**Work to be completed:** From the first line of the data through the line containing "use crate::config::IndexConfig;", return each line exactly.

**Study material:**

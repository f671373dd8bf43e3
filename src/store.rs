//! LMDB-backed index store.
//!
//! One environment directory holds the six named databases listed in
//! [`crate::schema`]. Writers go through [`crate::loader::BulkLoader`]; every
//! query opens its own read transaction.

use heed3::byteorder::BE;
use heed3::types::{Bytes, Unit, U32};
use heed3::{Database, Env, EnvOpenOptions, RoTxn, WithoutTls};
use std::fs;
use std::net::IpAddr;
use std::path::{Path, PathBuf};

use crate::config::IndexConfig;
use crate::error::{Error, Result};
use crate::schema::{Namespace, RowIndex};
use crate::Row;

/// Primary row store: RowIndex -> raw line.
pub type RowsDb = Database<U32<BE>, Bytes>;
/// ASN -> RowIndex.
pub type AsnDb = Database<U32<BE>, U32<BE>>;
/// First address -> RowIndex.
pub type IpDb = Database<Bytes, U32<BE>>;
/// Composite association key -> ().
pub type AssociationDb = Database<Bytes, Unit>;
/// ASN -> AS name.
pub type AsNameDb = Database<U32<BE>, Bytes>;

/// Entry counts per namespace.
#[derive(Debug, Clone, Copy, Default, PartialEq, Eq)]
pub struct StoreStats {
    pub rows: u64,
    pub asn: u64,
    pub ipv4: u64,
    pub ipv6: u64,
    pub associations: u64,
    pub as_names: u64,
}

impl StoreStats {
    /// Count for one namespace.
    pub fn get(&self, namespace: Namespace) -> u64 {
        match namespace {
            Namespace::Rows => self.rows,
            Namespace::Asn => self.asn,
            Namespace::Ipv4 => self.ipv4,
            Namespace::Ipv6 => self.ipv6,
            Namespace::Associations => self.associations,
            Namespace::AsNames => self.as_names,
        }
    }
}

/// Handle to an opened index.
///
/// The handle is `Sync`; queries from several threads share it and each
/// opens an independent snapshot. Read transactions don't use thread-local
/// reader slots, so a query may run while another read is open on the same
/// thread.
pub struct IndexStore {
    pub(crate) env: Env<WithoutTls>,
    path: PathBuf,
    pub(crate) rows: RowsDb,
    pub(crate) asn: AsnDb,
    pub(crate) ipv4: IpDb,
    pub(crate) ipv6: IpDb,
    pub(crate) associations: AssociationDb,
    pub(crate) as_names: AsNameDb,
}

impl IndexStore {
    /// Open the store at `path`, creating the directory and any missing
    /// namespace.
    pub fn open(path: impl AsRef<Path>, config: &IndexConfig) -> Result<Self> {
        config.validate()?;
        let path = path.as_ref();
        fs::create_dir_all(path)?;

        let env = unsafe {
            EnvOpenOptions::new()
                .read_txn_without_tls()
                .map_size(config.map_size)
                .max_dbs(Namespace::ALL.len() as u32)
                .max_readers(config.max_readers)
                .open(path)?
        };

        let mut wtxn = env.write_txn()?;

        let rows: RowsDb = env
            .database_options()
            .types::<U32<BE>, Bytes>()
            .name(Namespace::Rows.name())
            .create(&mut wtxn)?;

        let asn: AsnDb = env
            .database_options()
            .types::<U32<BE>, U32<BE>>()
            .name(Namespace::Asn.name())
            .create(&mut wtxn)?;

        let ipv4: IpDb = env
            .database_options()
            .types::<Bytes, U32<BE>>()
            .name(Namespace::Ipv4.name())
            .create(&mut wtxn)?;

        let ipv6: IpDb = env
            .database_options()
            .types::<Bytes, U32<BE>>()
            .name(Namespace::Ipv6.name())
            .create(&mut wtxn)?;

        let associations: AssociationDb = env
            .database_options()
            .types::<Bytes, Unit>()
            .name(Namespace::Associations.name())
            .create(&mut wtxn)?;

        let as_names: AsNameDb = env
            .database_options()
            .types::<U32<BE>, Bytes>()
            .name(Namespace::AsNames.name())
            .create(&mut wtxn)?;

        wtxn.commit()?;

        log::debug!(
            "Opened index store at {} ({} namespaces)",
            path.display(),
            Namespace::ALL.len()
        );

        Ok(Self {
            env,
            path: path.to_path_buf(),
            rows,
            asn,
            ipv4,
            ipv6,
            associations,
            as_names,
        })
    }

    /// Open a store that a previous rebuild has produced.
    ///
    /// Fails with [`Error::Config`] when the directory does not exist.
    pub fn open_existing(path: impl AsRef<Path>, config: &IndexConfig) -> Result<Self> {
        let path = path.as_ref();
        if !path.is_dir() {
            return Err(Error::Config(format!(
                "no index at {}, rebuild it first",
                path.display()
            )));
        }
        Self::open(path, config)
    }

    /// Delete the store at `path` and recreate all six namespaces empty.
    pub fn rebuild(path: impl AsRef<Path>, config: &IndexConfig) -> Result<Self> {
        let path = path.as_ref();
        if path.exists() {
            log::debug!("Removing index store at {}", path.display());
            fs::remove_dir_all(path)?;
        }
        Self::open(path, config)
    }

    /// Get the environment directory.
    pub fn path(&self) -> &Path {
        &self.path
    }

    /// Entry counts of every namespace, from one snapshot.
    pub fn stats(&self) -> Result<StoreStats> {
        let rtxn = self.env.read_txn()?;
        Ok(StoreStats {
            rows: self.rows.len(&rtxn)?,
            asn: self.asn.len(&rtxn)?,
            ipv4: self.ipv4.len(&rtxn)?,
            ipv6: self.ipv6.len(&rtxn)?,
            associations: self.associations.len(&rtxn)?,
            as_names: self.as_names.len(&rtxn)?,
        })
    }

    /// The address index for the family of `addr`.
    pub(crate) fn ip_index(&self, addr: &IpAddr) -> &IpDb {
        match addr {
            IpAddr::V4(_) => &self.ipv4,
            IpAddr::V6(_) => &self.ipv6,
        }
    }

    /// Dereference a row index and parse the stored line.
    ///
    /// A secondary index entry without its row is reported as
    /// [`Error::MissingRow`].
    pub(crate) fn load_row(&self, txn: &RoTxn, ix: RowIndex, fill_range: bool) -> Result<Row> {
        let raw = self
            .rows
            .get(txn, &ix.get())?
            .ok_or(Error::MissingRow(ix.get()))?;
        Ok(Row::parse_bytes(raw, fill_range)?)
    }
}

#[cfg(test)]
mod tests {
    use super::*;
    use tempfile::tempdir;

    fn small_config() -> IndexConfig {
        IndexConfig::default().with_map_size(16 * 1024 * 1024)
    }

    #[test]
    fn test_open_creates_empty_namespaces() {
        let dir = tempdir().unwrap();
        let path = dir.path().join("rirdex.db");
        let store = IndexStore::open(&path, &small_config()).unwrap();
        assert!(path.is_dir());
        assert_eq!(store.path(), path.as_path());
        assert_eq!(store.stats().unwrap(), StoreStats::default());
    }

    #[test]
    fn test_open_existing_requires_directory() {
        let dir = tempdir().unwrap();
        let result = IndexStore::open_existing(dir.path().join("missing"), &small_config());
        assert!(matches!(result, Err(Error::Config(_))));
    }

    #[test]
    fn test_load_row_missing() {
        let dir = tempdir().unwrap();
        let store = IndexStore::open(dir.path().join("db"), &small_config()).unwrap();
        let rtxn = store.env.read_txn().unwrap();
        let result = store.load_row(&rtxn, RowIndex(42), false);
        assert!(matches!(result, Err(Error::MissingRow(42))));
    }

    #[test]
    fn test_rebuild_wipes_data() {
        let dir = tempdir().unwrap();
        let path = dir.path().join("db");
        {
            let store = IndexStore::open(&path, &small_config()).unwrap();
            let mut wtxn = store.env.write_txn().unwrap();
            store
                .rows
                .put(&mut wtxn, &1, b"arin|US|asn|1|1|20200101|assigned|O")
                .unwrap();
            wtxn.commit().unwrap();
            assert_eq!(store.stats().unwrap().rows, 1);
        }

        let store = IndexStore::rebuild(&path, &small_config()).unwrap();
        assert_eq!(store.stats().unwrap().get(Namespace::Rows), 0);
    }

    #[test]
    fn test_invalid_config() {
        let dir = tempdir().unwrap();
        let config = small_config().with_max_readers(0);
        assert!(matches!(
            IndexStore::open(dir.path().join("db"), &config),
            Err(Error::Config(_))
        ));
    }
}
//! Read-only lookups against a built index.
//!
//! Every method opens its own read transaction, so a shared [`IndexStore`]
//! can be queried from several threads at once. Point lookups report
//! [`Error::NotFound`]; scans return an empty list instead.

use memchr::memmem;
use regex::bytes::RegexBuilder;
use std::net::IpAddr;

use crate::error::{Error, Result};
use crate::row::Row;
use crate::schema::{association_prefix, association_row, ip_key, RowIndex};
use crate::store::IndexStore;

impl IndexStore {
    /// Find the row whose ASN block contains `asn`.
    pub fn find_by_asn(&self, asn: u32) -> Result<Row> {
        let rtxn = self.env.read_txn()?;
        let ix = self.asn.get(&rtxn, &asn)?.ok_or(Error::NotFound)?;
        self.load_row(&rtxn, RowIndex(ix), true)
    }

    /// Find the row whose address block contains `addr`.
    ///
    /// Seeks the first block starting at or after `addr`. If that block does
    /// not contain the address, the block immediately before it is tried
    /// once. When every block starts before `addr`, only the last block is
    /// considered.
    pub fn find_by_ip(&self, addr: IpAddr) -> Result<Row> {
        let rtxn = self.env.read_txn()?;
        let index = self.ip_index(&addr);
        let target = ip_key(&addr);

        let Some((found_key, ix)) = index.get_greater_than_or_equal_to(&rtxn, &target)? else {
            let (_, ix) = index.last(&rtxn)?.ok_or(Error::NotFound)?;
            let row = self.load_row(&rtxn, RowIndex(ix), true)?;
            return if row.contains(addr) {
                Ok(row)
            } else {
                Err(Error::NotFound)
            };
        };

        let row = self.load_row(&rtxn, RowIndex(ix), true)?;
        if row.contains(addr) {
            return Ok(row);
        }

        // single step back
        if let Some((_, ix)) = index.get_lower_than(&rtxn, found_key)? {
            let row = self.load_row(&rtxn, RowIndex(ix), true)?;
            if row.contains(addr) {
                return Ok(row);
            }
        }

        Err(Error::NotFound)
    }

    /// Parse `addr` and look it up with [`IndexStore::find_by_ip`].
    pub fn find_by_ip_str(&self, addr: &str) -> Result<Row> {
        let addr: IpAddr = addr
            .trim()
            .parse()
            .map_err(|_| Error::InvalidAddress(addr.to_string()))?;
        self.find_by_ip(addr)
    }

    /// All rows registered to `org_id` within `registry`, in RowIndex order.
    pub fn find_associated(&self, registry: &str, org_id: &str) -> Result<Vec<Row>> {
        if registry.is_empty() || org_id.is_empty() {
            return Ok(Vec::new());
        }

        let rtxn = self.env.read_txn()?;
        let prefix = association_prefix(registry, org_id);
        let mut rows = Vec::new();
        for entry in self.associations.prefix_iter(&rtxn, &prefix)? {
            let (key, ()) = entry?;
            let ix = association_row(key).ok_or_else(|| {
                Error::InvalidQuery(format!("malformed association key for {registry}/{org_id}"))
            })?;
            rows.push(self.load_row(&rtxn, ix, true)?);
        }
        Ok(rows)
    }

    /// Rows sharing the organization of `row`, including `row` itself.
    ///
    /// Rows without an org id have no associations.
    pub fn associated(&self, row: &Row) -> Result<Vec<Row>> {
        match row.org_key() {
            Some(key) => self.find_associated(&key.registry, &key.org_id),
            None => Ok(Vec::new()),
        }
    }

    /// Linear scan for rows with country code `cc`.
    pub fn find_by_country(&self, cc: &str) -> Result<Vec<Row>> {
        let needle = format!("|{}|", cc);
        let needle = needle.as_bytes();
        let mut rows = Vec::new();
        self.walk_rows(|_, raw| {
            if !contains_bytes(raw, needle) {
                return Ok(());
            }
            let row = Row::parse_bytes(raw, true)?;
            if row.country_code == cc {
                rows.push(row);
            }
            Ok(())
        })?;
        Ok(rows)
    }

    /// Scan AS names for a case-insensitive regex match.
    ///
    /// Each matching ASN is resolved to its row; only a row whose first ASN
    /// equals the matching ASN is kept, so a multi-ASN block is returned at
    /// most once. Names whose ASN has no delegation are ignored.
    pub fn find_by_name(&self, pattern: &str) -> Result<Vec<Row>> {
        let regex = RegexBuilder::new(pattern)
            .case_insensitive(true)
            .build()
            .map_err(|e| Error::InvalidQuery(e.to_string()))?;

        let rtxn = self.env.read_txn()?;
        let mut rows = Vec::new();
        for entry in self.as_names.iter(&rtxn)? {
            let (asn, name) = entry?;
            if !regex.is_match(name) {
                continue;
            }
            let Some(ix) = self.asn.get(&rtxn, &asn)? else {
                continue;
            };
            let mut row = self.load_row(&rtxn, RowIndex(ix), false)?;
            if row.asn() == Some(asn) {
                row.as_name = Some(String::from_utf8_lossy(name).into_owned());
                rows.push(row);
            }
        }
        Ok(rows)
    }

    /// Look up the AS name of a single ASN.
    pub fn as_name(&self, asn: u32) -> Result<Option<String>> {
        let rtxn = self.env.read_txn()?;
        Ok(self
            .as_names
            .get(&rtxn, &asn)?
            .map(|name| String::from_utf8_lossy(name).into_owned()))
    }

    /// Fill [`Row::as_name`] for ASN rows that don't have one yet.
    pub fn attach_as_names(&self, rows: &mut [Row]) -> Result<()> {
        let rtxn = self.env.read_txn()?;
        for row in rows.iter_mut().filter(|r| r.as_name.is_none()) {
            if let Some(asn) = row.asn() {
                row.as_name = self
                    .as_names
                    .get(&rtxn, &asn)?
                    .map(|name| String::from_utf8_lossy(name).into_owned());
            }
        }
        Ok(())
    }

    /// Visit every stored line in RowIndex (load) order.
    ///
    /// The walk stops at the first error returned by `visit`.
    pub fn walk_rows<F>(&self, mut visit: F) -> Result<()>
    where
        F: FnMut(RowIndex, &[u8]) -> Result<()>,
    {
        let rtxn = self.env.read_txn()?;
        for entry in self.rows.iter(&rtxn)? {
            let (ix, raw) = entry?;
            visit(RowIndex(ix), raw)?;
        }
        Ok(())
    }

    /// Every stored row, in load order.
    pub fn all_rows(&self) -> Result<Vec<Row>> {
        let mut rows = Vec::new();
        self.walk_rows(|_, raw| {
            rows.push(Row::parse_bytes(raw, true)?);
            Ok(())
        })?;
        Ok(rows)
    }
}

fn contains_bytes(haystack: &[u8], needle: &[u8]) -> bool {
    memmem::find(haystack, needle).is_some()
}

**Your solution:**
repository f671373dd8bf43e3
filename src/store.rs
//! LMDB-backed index store.
//!
//! One environment directory holds the six named databases listed in
//! [`crate::schema`]. Writers go through [`crate::loader::BulkLoader`]; every
//! query opens its own read transaction.

use heed3::byteorder::BE;
use heed3::types::{Bytes, Unit, U32};
use heed3::{Database, Env, EnvOpenOptions, RoTxn, WithoutTls};
use std::fs;
use std::net::IpAddr;
use std::path::{Path, PathBuf};

use crate::config::IndexConfig;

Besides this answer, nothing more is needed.